表現於粒線體基質之Mcl-1異形體的功能性探討

Abstract

Mcl-1是Bcl-2蛋白家族的一員，它最主要的功能在於抵抗細胞凋亡的發生。先前的研究已經發現在跑蛋白電泳時，Mcl-1 會出現大小不同的兩條分子片段，而這兩條分子片段在我們實驗室先前的結果中證實泳動速率較慢的Mcl-1異形體主要位在粒線體的外膜上，然而泳動速率較快的異形體則是會進到粒線體的基質當中。更進一步的，我們發現位在粒線體外膜的Mcl-1是主要具有抗細胞凋亡功能的異形體；而位在粒線體基質的Mcl-1異形體則沒有這樣的功能。直到最進，Perciavalle等人的研究指出，位在粒線體基質的Mcl-1異形體在調控生物能量轉換的過程扮演重要的角色。然而它是透過什麼樣的機制作用目前仍不得而知。在這篇研究中，我們製造出一種Mcl-1的基因突變鼠（3RG突變鼠），在這些基因突變鼠中，Mcl-1沒有辦法產生位於粒線體基質的異形體。令人意外的是，這些3RG突變鼠的出生符合孟德爾遺傳定律並且可以正常的生長發育且外觀無明顯異常。除此之外，我們的實驗數據顯示和先前發表的報導相反的結果：缺少Mcl-1粒線體基質異形體的小鼠胚胎纖維母細胞和控制組相比有類似的細胞生長速率、氧氣消耗率以及腺苷三磷酸產量 (ATP)。更進一步的研究發現，無論是在正常情形或是曝露在寒冷的環境後，3RG突變鼠的骨骼肌組織中含有的腺苷三磷酸量 (ATP) 相較於控制組有些微減少的趨勢，這個結果可能顯示位在粒線體基質的Mcl-1異形體只在特定的組織中調控生物能量的代謝。

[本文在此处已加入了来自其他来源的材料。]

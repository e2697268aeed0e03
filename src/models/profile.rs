use std::collections::{HashMap, HashSet};

use chrono::{DateTime, Utc};
use serde::{Deserialize, Serialize};

use super::MovieCandidate;

/// How a profile reacted to a movie
#[derive(Debug, Clone, Copy, PartialEq, Eq, Serialize, Deserialize)]
#[serde(rename_all = "snake_case")]
pub enum InteractionType {
    Like,
    Dislike,
    StrongLike,
    StrongDislike,
    Watchlist,
    NotInterested,
}

impl InteractionType {
    /// Whether this interaction contributes a positive taste score.
    ///
    /// Everything that is not a like counts negative, watchlist and
    /// not_interested included.
    pub fn is_positive(&self) -> bool {
        matches!(self, InteractionType::Like | InteractionType::StrongLike)
    }
}

/// One recorded reaction, with a frozen copy of the movie at interaction time.
///
/// Interactions without a snapshot are kept in history but contribute nothing
/// to the taste profile.
#[derive(Debug, Clone, PartialEq, Serialize, Deserialize)]
#[serde(rename_all = "camelCase")]
pub struct Interaction {
    pub movie_id: i64,
    #[serde(rename = "type")]
    pub kind: InteractionType,
    pub timestamp: DateTime<Utc>,
    #[serde(default)]
    pub movie_details: Option<MovieCandidate>,
}

/// Bookkeeping entry for a movie already served in a suggestion batch
#[derive(Debug, Clone, PartialEq, Serialize, Deserialize)]
#[serde(rename_all = "camelCase")]
pub struct SuggestedMovie {
    pub movie_id: i64,
    pub movie_title: String,
}

/// Accumulated per-attribute scores, always recomputed from the full
/// interaction history
#[derive(Debug, Clone, Default, PartialEq, Serialize, Deserialize)]
pub struct TasteProfile {
    pub genres: HashMap<String, i64>,
    pub directors: HashMap<String, i64>,
    pub writers: HashMap<String, i64>,
    pub actors: HashMap<String, i64>,
}

impl TasteProfile {
    pub fn is_empty(&self) -> bool {
        self.genres.is_empty()
            && self.directors.is_empty()
            && self.writers.is_empty()
            && self.actors.is_empty()
    }
}

/// The persisted per-profile document
#[derive(Debug, Clone, PartialEq, Serialize, Deserialize)]
#[serde(rename_all = "camelCase")]
pub struct Profile {
    pub profile_key: String,
    #[serde(default)]
    pub interactions: Vec<Interaction>,
    #[serde(default)]
    pub taste_profile: TasteProfile,
    #[serde(default)]
    pub suggested_movies: Vec<SuggestedMovie>,
    pub last_active: DateTime<Utc>,
}

impl Profile {
    /// Creates a fresh, empty profile for `key`
    pub fn new(key: &str) -> Self {
        Self {
            profile_key: key.to_string(),
            interactions: Vec::new(),
            taste_profile: TasteProfile::default(),
            suggested_movies: Vec::new(),
            last_active: Utc::now(),
        }
    }

    /// The SeenSet: every movie id this profile interacted with or was
    /// already served. Fresh batches must avoid these ids.
    pub fn seen_ids(&self) -> HashSet<i64> {
        self.interactions
            .iter()
            .map(|i| i.movie_id)
            .chain(self.suggested_movies.iter().map(|s| s.movie_id))
            .collect()
    }

    /// Merges newly served movies into the suggested-movies history,
    /// skipping ids already recorded.
    pub fn merge_suggested(&mut self, additions: &[SuggestedMovie]) {
        let mut known: HashSet<i64> =
            self.suggested_movies.iter().map(|s| s.movie_id).collect();
        for movie in additions {
            if known.insert(movie.movie_id) {
                self.suggested_movies.push(movie.clone());
            }
        }
    }

    /// Titles of interacted movies matching `kind`, in interaction order
    pub fn titles_by_kind(&self, kind: InteractionType) -> Vec<&str> {
        self.interactions
            .iter()
            .filter(|i| i.kind == kind)
            .filter_map(|i| i.movie_details.as_ref().map(|d| d.title.as_str()))
            .collect()
    }
}

#[cfg(test)]
mod tests {
    use super::*;

    fn snapshot(id: i64, title: &str) -> MovieCandidate {
        MovieCandidate {
            id,
            title: title.to_string(),
            release_year: None,
            description: None,
            cover_url: None,
            genres: vec![],
            director: None,
            writers: vec![],
            actors: vec![],
            imdb_id: None,
            vote_average: None,
        }
    }

    fn interaction(movie_id: i64, kind: InteractionType) -> Interaction {
        Interaction {
            movie_id,
            kind,
            timestamp: Utc::now(),
            movie_details: Some(snapshot(movie_id, &format!("Movie {}", movie_id))),
        }
    }

    #[test]
    fn test_seen_ids_unions_interactions_and_suggestions() {
        let mut profile = Profile::new("alice");
        profile.interactions.push(interaction(1, InteractionType::Like));
        profile.interactions.push(interaction(2, InteractionType::Dislike));
        profile.suggested_movies.push(SuggestedMovie {
            movie_id: 2,
            movie_title: "Movie 2".to_string(),
        });
        profile.suggested_movies.push(SuggestedMovie {
            movie_id: 3,
            movie_title: "Movie 3".to_string(),
        });

        let seen = profile.seen_ids();
        assert_eq!(seen, HashSet::from([1, 2, 3]));
    }

    #[test]
    fn test_merge_suggested_skips_known_ids() {
        let mut profile = Profile::new("alice");
        profile.suggested_movies.push(SuggestedMovie {
            movie_id: 1,
            movie_title: "Movie 1".to_string(),
        });

        profile.merge_suggested(&[
            SuggestedMovie { movie_id: 1, movie_title: "Movie 1".to_string() },
            SuggestedMovie { movie_id: 2, movie_title: "Movie 2".to_string() },
            SuggestedMovie { movie_id: 2, movie_title: "Movie 2".to_string() },
        ]);

        let ids: Vec<i64> = profile.suggested_movies.iter().map(|s| s.movie_id).collect();
        assert_eq!(ids, vec![1, 2]);
    }

    #[test]
    fn test_interaction_type_polarity() {
        assert!(InteractionType::Like.is_positive());
        assert!(InteractionType::StrongLike.is_positive());
        assert!(!InteractionType::Dislike.is_positive());
        assert!(!InteractionType::StrongDislike.is_positive());
        assert!(!InteractionType::Watchlist.is_positive());
        assert!(!InteractionType::NotInterested.is_positive());
    }

    #[test]
    fn test_interaction_wire_format() {
        let i = interaction(550, InteractionType::StrongLike);
        let json = serde_json::to_value(&i).unwrap();
        assert_eq!(json["movieId"], 550);
        assert_eq!(json["type"], "strong_like");
        assert!(json["movieDetails"].is_object());
    }

    #[test]
    fn test_profile_document_round_trip() {
        let mut profile = Profile::new("bob");
        profile.interactions.push(interaction(42, InteractionType::Watchlist));
        profile.suggested_movies.push(SuggestedMovie {
            movie_id: 7,
            movie_title: "Seven".to_string(),
        });

        let json = serde_json::to_value(&profile).unwrap();
        assert_eq!(json["profileKey"], "bob");
        assert_eq!(json["suggestedMovies"][0]["movieTitle"], "Seven");

        let back: Profile = serde_json::from_value(json).unwrap();
        assert_eq!(back, profile);
    }

    #[test]
    fn test_titles_by_kind_skips_missing_snapshots() {
        let mut profile = Profile::new("carol");
        profile.interactions.push(interaction(1, InteractionType::Like));
        profile.interactions.push(Interaction {
            movie_id: 2,
            kind: InteractionType::Like,
            timestamp: Utc::now(),
            movie_details: None,
        });
        profile.interactions.push(interaction(3, InteractionType::Dislike));

        assert_eq!(profile.titles_by_kind(InteractionType::Like), vec!["Movie 1"]);
        assert_eq!(profile.titles_by_kind(InteractionType::Dislike), vec!["Movie 3"]);
    }
}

Mcl-1 is a member of Bcl-2 protein family. The well-known function of Mcl-1 is its ability to antagonize cell apoptosis. Previous studies have shown that when proteins are subjected to electrophoresis, Mcl-1 appears as a doublet. Earlier works done in our lab indicates that the slow mobility isoform of Mcl-1 localizes to mitochondria outer membrane whereas the fast mobility isoform exclusively to the mitochondria matrix. Moreover, we showed that the outer membrane-localized isoform is the one that contributes to the anti-apoptosis activity of Mcl-1 whereas the matrix matrix-localized isoform is devoid of such activity. Recently, Perciavalle et al. (2012) reported that the matrix isoform plays a role in the regulation of cellular bioenergetics. However how matrix-localized Mcl-1 influences the cellular bioenergetics is still a mystery. In this study, we generated a mouse model (the 3RG mutant) that possesses a mutation that lacks the matrix-localized Mcl-1 isoform. Surprisingly, the 3RG mice were born with expected Mendelian frequency, and appeared to be developmentally normal with a gross normal appearance. Moreover, in contrast to what was reported by Perciavalle et al. (2012), 3RG MEFs manifested similar growth rate, oxygen consumption and ATP production as the wild type cells. Further analysis revealed a very minor phenotype in the 3RG mice, that is, their muscle tended to have lower amounts of ATP both under normal and under cold stress conditions. This results support that the matrix isoform of Mcl-1 may regulate cellular bioenergetics in a tissue-specific manner.